Report every line of the data where the string "Some" appears.
▬▬▬▬▬▬
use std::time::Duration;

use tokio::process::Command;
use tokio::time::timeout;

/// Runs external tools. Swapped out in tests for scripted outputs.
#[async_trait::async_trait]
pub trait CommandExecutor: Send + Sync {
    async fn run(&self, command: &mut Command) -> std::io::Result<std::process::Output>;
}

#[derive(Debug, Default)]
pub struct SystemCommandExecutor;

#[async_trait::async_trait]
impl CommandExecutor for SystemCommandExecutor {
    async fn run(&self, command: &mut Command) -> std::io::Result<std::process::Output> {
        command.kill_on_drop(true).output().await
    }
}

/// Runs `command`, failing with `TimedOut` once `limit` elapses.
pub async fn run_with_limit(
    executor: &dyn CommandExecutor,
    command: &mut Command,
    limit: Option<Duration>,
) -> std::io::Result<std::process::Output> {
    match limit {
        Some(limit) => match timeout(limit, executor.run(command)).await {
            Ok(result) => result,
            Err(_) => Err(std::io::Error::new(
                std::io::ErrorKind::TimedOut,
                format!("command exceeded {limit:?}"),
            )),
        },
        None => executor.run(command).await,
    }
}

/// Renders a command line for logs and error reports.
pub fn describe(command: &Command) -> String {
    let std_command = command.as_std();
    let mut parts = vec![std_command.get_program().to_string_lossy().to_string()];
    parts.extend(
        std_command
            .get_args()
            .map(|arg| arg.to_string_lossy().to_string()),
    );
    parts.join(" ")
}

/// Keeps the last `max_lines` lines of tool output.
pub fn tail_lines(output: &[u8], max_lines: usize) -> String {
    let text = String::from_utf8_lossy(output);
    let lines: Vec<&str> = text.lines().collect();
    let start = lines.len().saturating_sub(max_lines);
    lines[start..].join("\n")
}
▬▬▬▬▬▬
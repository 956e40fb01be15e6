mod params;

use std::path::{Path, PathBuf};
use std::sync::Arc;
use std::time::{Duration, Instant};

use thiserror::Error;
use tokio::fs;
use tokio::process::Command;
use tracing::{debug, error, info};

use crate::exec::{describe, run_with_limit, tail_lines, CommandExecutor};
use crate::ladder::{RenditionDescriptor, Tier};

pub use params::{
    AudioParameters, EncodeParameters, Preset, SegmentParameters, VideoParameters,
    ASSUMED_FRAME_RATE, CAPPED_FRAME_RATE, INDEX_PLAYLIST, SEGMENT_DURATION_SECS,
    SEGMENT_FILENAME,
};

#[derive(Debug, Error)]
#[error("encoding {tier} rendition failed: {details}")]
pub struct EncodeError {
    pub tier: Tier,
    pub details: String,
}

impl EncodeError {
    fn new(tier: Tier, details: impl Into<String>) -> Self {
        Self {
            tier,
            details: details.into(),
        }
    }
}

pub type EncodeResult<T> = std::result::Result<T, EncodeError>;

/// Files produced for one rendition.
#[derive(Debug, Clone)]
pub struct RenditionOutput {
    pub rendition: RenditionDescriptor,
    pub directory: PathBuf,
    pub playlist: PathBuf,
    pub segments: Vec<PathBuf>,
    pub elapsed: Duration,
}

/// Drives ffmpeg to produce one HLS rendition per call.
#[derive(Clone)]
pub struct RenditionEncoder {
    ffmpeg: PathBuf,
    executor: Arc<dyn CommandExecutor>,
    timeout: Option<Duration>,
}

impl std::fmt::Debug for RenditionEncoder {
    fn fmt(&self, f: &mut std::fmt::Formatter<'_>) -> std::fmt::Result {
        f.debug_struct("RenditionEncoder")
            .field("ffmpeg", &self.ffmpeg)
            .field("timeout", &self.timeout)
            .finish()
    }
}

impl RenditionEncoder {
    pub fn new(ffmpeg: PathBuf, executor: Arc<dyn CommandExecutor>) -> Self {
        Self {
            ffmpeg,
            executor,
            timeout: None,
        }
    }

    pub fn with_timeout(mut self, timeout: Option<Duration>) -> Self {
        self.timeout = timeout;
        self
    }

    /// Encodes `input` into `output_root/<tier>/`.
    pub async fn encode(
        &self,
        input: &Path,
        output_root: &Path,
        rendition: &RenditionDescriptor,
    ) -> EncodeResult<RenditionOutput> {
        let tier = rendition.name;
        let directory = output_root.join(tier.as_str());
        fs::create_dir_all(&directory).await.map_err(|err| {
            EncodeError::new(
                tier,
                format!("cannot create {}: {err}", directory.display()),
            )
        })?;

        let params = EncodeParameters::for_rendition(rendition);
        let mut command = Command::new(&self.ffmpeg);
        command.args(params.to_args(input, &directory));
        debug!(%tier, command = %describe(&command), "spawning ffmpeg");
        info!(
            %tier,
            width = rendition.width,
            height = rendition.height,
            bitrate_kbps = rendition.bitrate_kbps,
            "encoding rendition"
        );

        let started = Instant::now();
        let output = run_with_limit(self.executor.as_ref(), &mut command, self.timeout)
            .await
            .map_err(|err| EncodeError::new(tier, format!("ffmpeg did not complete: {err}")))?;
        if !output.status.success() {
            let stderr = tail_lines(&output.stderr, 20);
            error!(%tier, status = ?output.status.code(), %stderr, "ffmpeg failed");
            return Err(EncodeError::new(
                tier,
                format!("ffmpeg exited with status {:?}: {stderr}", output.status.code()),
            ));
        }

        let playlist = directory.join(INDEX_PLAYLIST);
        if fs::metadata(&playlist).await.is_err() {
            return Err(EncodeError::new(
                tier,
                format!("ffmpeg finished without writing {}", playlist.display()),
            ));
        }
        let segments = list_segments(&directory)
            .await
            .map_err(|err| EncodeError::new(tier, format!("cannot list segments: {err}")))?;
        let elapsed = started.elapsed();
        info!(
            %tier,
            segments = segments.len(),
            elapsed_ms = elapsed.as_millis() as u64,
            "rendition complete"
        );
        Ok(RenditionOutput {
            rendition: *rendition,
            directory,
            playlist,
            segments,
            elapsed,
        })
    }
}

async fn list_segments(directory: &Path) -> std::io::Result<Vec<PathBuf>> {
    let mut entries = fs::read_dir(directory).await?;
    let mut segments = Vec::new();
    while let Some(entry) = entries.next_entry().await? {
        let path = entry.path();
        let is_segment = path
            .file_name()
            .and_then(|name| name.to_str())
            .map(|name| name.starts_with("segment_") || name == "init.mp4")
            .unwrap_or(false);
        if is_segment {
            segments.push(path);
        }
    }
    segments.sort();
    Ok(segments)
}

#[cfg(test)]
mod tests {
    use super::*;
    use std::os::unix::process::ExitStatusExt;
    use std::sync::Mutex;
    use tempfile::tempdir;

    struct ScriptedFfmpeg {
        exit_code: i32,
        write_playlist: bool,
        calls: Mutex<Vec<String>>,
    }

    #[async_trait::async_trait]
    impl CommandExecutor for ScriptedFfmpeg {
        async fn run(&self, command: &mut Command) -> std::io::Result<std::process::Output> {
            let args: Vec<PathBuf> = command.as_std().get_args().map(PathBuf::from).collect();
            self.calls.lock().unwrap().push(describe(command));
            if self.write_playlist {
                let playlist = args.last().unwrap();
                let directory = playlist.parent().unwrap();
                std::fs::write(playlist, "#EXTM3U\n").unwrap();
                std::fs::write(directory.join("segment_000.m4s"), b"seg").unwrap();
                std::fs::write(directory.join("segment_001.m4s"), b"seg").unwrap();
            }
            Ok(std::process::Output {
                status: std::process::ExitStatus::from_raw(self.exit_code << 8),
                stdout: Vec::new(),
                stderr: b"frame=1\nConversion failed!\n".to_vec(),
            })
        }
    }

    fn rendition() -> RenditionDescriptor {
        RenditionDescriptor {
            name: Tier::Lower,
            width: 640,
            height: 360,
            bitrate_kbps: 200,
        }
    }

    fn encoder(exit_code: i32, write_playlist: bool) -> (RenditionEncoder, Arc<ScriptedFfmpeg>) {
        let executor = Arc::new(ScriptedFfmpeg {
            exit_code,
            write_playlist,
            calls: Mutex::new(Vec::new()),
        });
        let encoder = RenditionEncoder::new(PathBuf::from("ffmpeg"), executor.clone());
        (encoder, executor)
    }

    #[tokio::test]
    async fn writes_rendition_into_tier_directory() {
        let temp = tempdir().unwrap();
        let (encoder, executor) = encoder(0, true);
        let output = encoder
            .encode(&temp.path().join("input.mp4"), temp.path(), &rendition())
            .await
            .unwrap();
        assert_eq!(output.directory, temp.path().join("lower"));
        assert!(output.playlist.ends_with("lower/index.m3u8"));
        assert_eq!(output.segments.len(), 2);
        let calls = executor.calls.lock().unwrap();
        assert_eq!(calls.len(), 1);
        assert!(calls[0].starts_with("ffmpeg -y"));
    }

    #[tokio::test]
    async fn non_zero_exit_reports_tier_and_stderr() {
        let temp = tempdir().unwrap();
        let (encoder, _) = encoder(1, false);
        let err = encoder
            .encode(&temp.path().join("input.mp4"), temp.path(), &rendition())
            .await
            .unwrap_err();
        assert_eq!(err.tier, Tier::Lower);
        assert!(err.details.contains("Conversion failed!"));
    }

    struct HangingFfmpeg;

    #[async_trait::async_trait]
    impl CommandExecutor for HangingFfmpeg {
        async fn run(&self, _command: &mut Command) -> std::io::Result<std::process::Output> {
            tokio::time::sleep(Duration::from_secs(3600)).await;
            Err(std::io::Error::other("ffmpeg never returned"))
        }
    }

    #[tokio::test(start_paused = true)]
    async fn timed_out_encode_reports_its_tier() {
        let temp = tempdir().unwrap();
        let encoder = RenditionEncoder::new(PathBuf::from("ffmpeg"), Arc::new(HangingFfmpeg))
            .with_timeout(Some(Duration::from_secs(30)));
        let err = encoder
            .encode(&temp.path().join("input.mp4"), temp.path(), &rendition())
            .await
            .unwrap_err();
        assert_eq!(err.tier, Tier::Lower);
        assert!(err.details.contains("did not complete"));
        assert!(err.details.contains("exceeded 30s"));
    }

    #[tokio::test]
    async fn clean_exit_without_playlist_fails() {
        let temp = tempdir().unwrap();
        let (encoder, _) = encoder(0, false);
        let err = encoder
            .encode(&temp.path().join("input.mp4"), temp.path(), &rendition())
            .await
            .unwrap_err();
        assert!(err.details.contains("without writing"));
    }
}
▬▬▬▬▬▬
_WRITTEN ANSWER_:
        Some(limit) => match timeout(limit, executor.run(command)).await {
    while let Some(entry) = entries.next_entry().await? {
            .with_timeout(Some(Duration::from_secs(30)));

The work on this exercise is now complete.